2. Aware of the fact that formation and mission are dynamically linked (the missionary is formed for the mission and the mission forms the missionary), we propose an experiential and initiatory style of formation, through an educative method that is respectful of the individual and according to the Comboni charism. All of this will be made clear in specific objectives and in a plan of action in order to improve the quality of our basic formation.
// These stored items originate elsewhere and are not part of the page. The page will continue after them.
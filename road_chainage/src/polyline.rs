//! Owning route polyline with methods delegating to the crate's free functions.
use crate::{
    Result,
    chainage::{self, Station, StationOptions},
    core::traits::Real,
    geodesy::{self, Datum, LngLat},
    region,
};

#[cfg(feature = "serde")]
use serde::{Deserialize, Serialize};
use std::ops::{Index, IndexMut};

/// Open polyline of geographic points (a route, track or polygon ring).
///
/// All operations are also available as free functions taking `&[LngLat<T>]`, this type only adds
/// ownership and convenience methods.
#[cfg_attr(
    feature = "serde",
    derive(Serialize, Deserialize),
    serde(rename_all = "camelCase")
)]
#[derive(Debug, Clone, Default, PartialEq)]
pub struct Polyline<T = f64> {
    #[cfg_attr(feature = "serde", serde(rename = "points"))]
    /// Contiguous sequence of points.
    pub vertex_data: Vec<LngLat<T>>,
}

impl<T> Polyline<T>
where
    T: Real,
{
    #[inline]
    pub fn new() -> Self {
        Polyline {
            vertex_data: Vec::new(),
        }
    }

    #[inline]
    pub fn with_capacity(capacity: usize) -> Self {
        Polyline {
            vertex_data: Vec::with_capacity(capacity),
        }
    }

    /// Append a point given its longitude and latitude.
    #[inline]
    pub fn add(&mut self, lng: T, lat: T) {
        self.vertex_data.push(LngLat::new(lng, lat));
    }

    #[inline]
    pub fn add_point(&mut self, point: LngLat<T>) {
        self.vertex_data.push(point);
    }

    #[inline]
    pub fn vertex_count(&self) -> usize {
        self.vertex_data.len()
    }

    #[inline]
    pub fn is_empty(&self) -> bool {
        self.vertex_data.is_empty()
    }

    #[inline]
    pub fn iter(&self) -> std::slice::Iter<'_, LngLat<T>> {
        self.vertex_data.iter()
    }

    #[inline]
    pub fn as_slice(&self) -> &[LngLat<T>] {
        &self.vertex_data
    }

    /// Total length in meters, see [geodesy::path_length].
    #[inline]
    pub fn path_length(&self) -> T {
        geodesy::path_length(&self.vertex_data)
    }

    /// Dense resampling of the polyline, see [chainage::internal::resample::densify].
    #[inline]
    pub fn densify(&self) -> Polyline<T> {
        Polyline {
            vertex_data: chainage::internal::resample::densify(&self.vertex_data),
        }
    }

    /// Stations every `interval` meters starting at chainage 0, see [chainage::stations].
    #[inline]
    pub fn stations(&self, interval: i32) -> Vec<Station<T>> {
        chainage::stations(&self.vertex_data, interval)
    }

    /// See [chainage::stations_opt].
    #[inline]
    pub fn stations_opt<D>(&self, options: &StationOptions<T, D>) -> Vec<Station<T>> {
        chainage::stations_opt(&self.vertex_data, options)
    }

    /// See [chainage::try_stations_opt].
    #[inline]
    pub fn try_stations_opt<D>(&self, options: &StationOptions<T, D>) -> Result<Vec<Station<T>>> {
        chainage::try_stations_opt(&self.vertex_data, options)
    }

    /// Distance in meters from `point` to the polyline, `-1` if it cannot be measured. See
    /// [region::point_to_polyline_distance].
    #[inline]
    pub fn distance_to_point(&self, point: LngLat<T>) -> T {
        region::point_to_polyline_distance(point, &self.vertex_data)
    }

    /// Treat the polyline as a polygon ring and test `point` for containment, see
    /// [region::is_in_polygon].
    #[inline]
    pub fn contains_point(&self, point: LngLat<T>) -> bool {
        region::is_in_polygon(point, &self.vertex_data)
    }

    /// Buffer polygon `range` meters to both sides, see [region::line_to_region].
    #[inline]
    pub fn to_region(&self, range: T) -> Polyline<T> {
        Polyline {
            vertex_data: region::line_to_region(&self.vertex_data, range),
        }
    }

    /// Fraction of this polyline's vertices within `threshold` meters of `track`, see
    /// [region::coverage].
    #[inline]
    pub fn coverage_of(&self, track: &[LngLat<T>], threshold: T) -> T {
        region::coverage(&self.vertex_data, track, threshold)
    }

    /// Convert every point between datums, see [geodesy::datum::convert].
    pub fn convert_datum(&self, from: Datum, to: Datum) -> Polyline<T> {
        Polyline {
            vertex_data: self
                .vertex_data
                .iter()
                .map(|p| geodesy::datum::convert(*p, from, to))
                .collect(),
        }
    }
}

impl<T> Index<usize> for Polyline<T> {
    type Output = LngLat<T>;

    #[inline]
    fn index(&self, index: usize) -> &Self::Output {
        &self.vertex_data[index]
    }
}

impl<T> IndexMut<usize> for Polyline<T> {
    #[inline]
    fn index_mut(&mut self, index: usize) -> &mut Self::Output {
        &mut self.vertex_data[index]
    }
}

impl<T> AsRef<[LngLat<T>]> for Polyline<T> {
    #[inline]
    fn as_ref(&self) -> &[LngLat<T>] {
        &self.vertex_data
    }
}

impl<T> From<Vec<LngLat<T>>> for Polyline<T> {
    #[inline]
    fn from(vertex_data: Vec<LngLat<T>>) -> Self {
        Polyline { vertex_data }
    }
}

impl<T> FromIterator<LngLat<T>> for Polyline<T> {
    fn from_iter<I: IntoIterator<Item = LngLat<T>>>(iter: I) -> Self {
        Polyline {
            vertex_data: iter.into_iter().collect(),
        }
    }
}

impl<'a, T> IntoIterator for &'a Polyline<T> {
    type Item = &'a LngLat<T>;
    type IntoIter = std::slice::Iter<'a, LngLat<T>>;

    fn into_iter(self) -> Self::IntoIter {
        self.vertex_data.iter()
    }
}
3. The youth are children of their time and are comfortable in the world of technology and immediate communication. They are sensitive, supportive and aware of the themes of freedom, justice, peace and the environment. Without abandoning totally the traditions with which they identify, they are open to new languages and able to adapt themselves to new and intercultural situations. They look for attractive ideals in all spheres, including the religious, and welcome values witnessed to with generosity. They are prepared to make sacrifices if motivated and justified by visible and reachable short term results. In general they are sincere in their search for the truth and both inquisitive and critical. They ask to be heard and involved usually in decisions that touch them.
4. Today’ sociological and cultural changes have a strong influence on the mind and sensibility of the youth, thus presenting new challenges to formation. The youth also carry the limits of the contemporary word inside them. They are very exposed and vulnerable to the risks of secularism, relativism, consumerism, hedonism and various insecurities. Many young people avoid complex situations, difficult and demanding relationships, long term commitments and responsibilities. In a certain sense they are victims of the counter values of the society in which they live.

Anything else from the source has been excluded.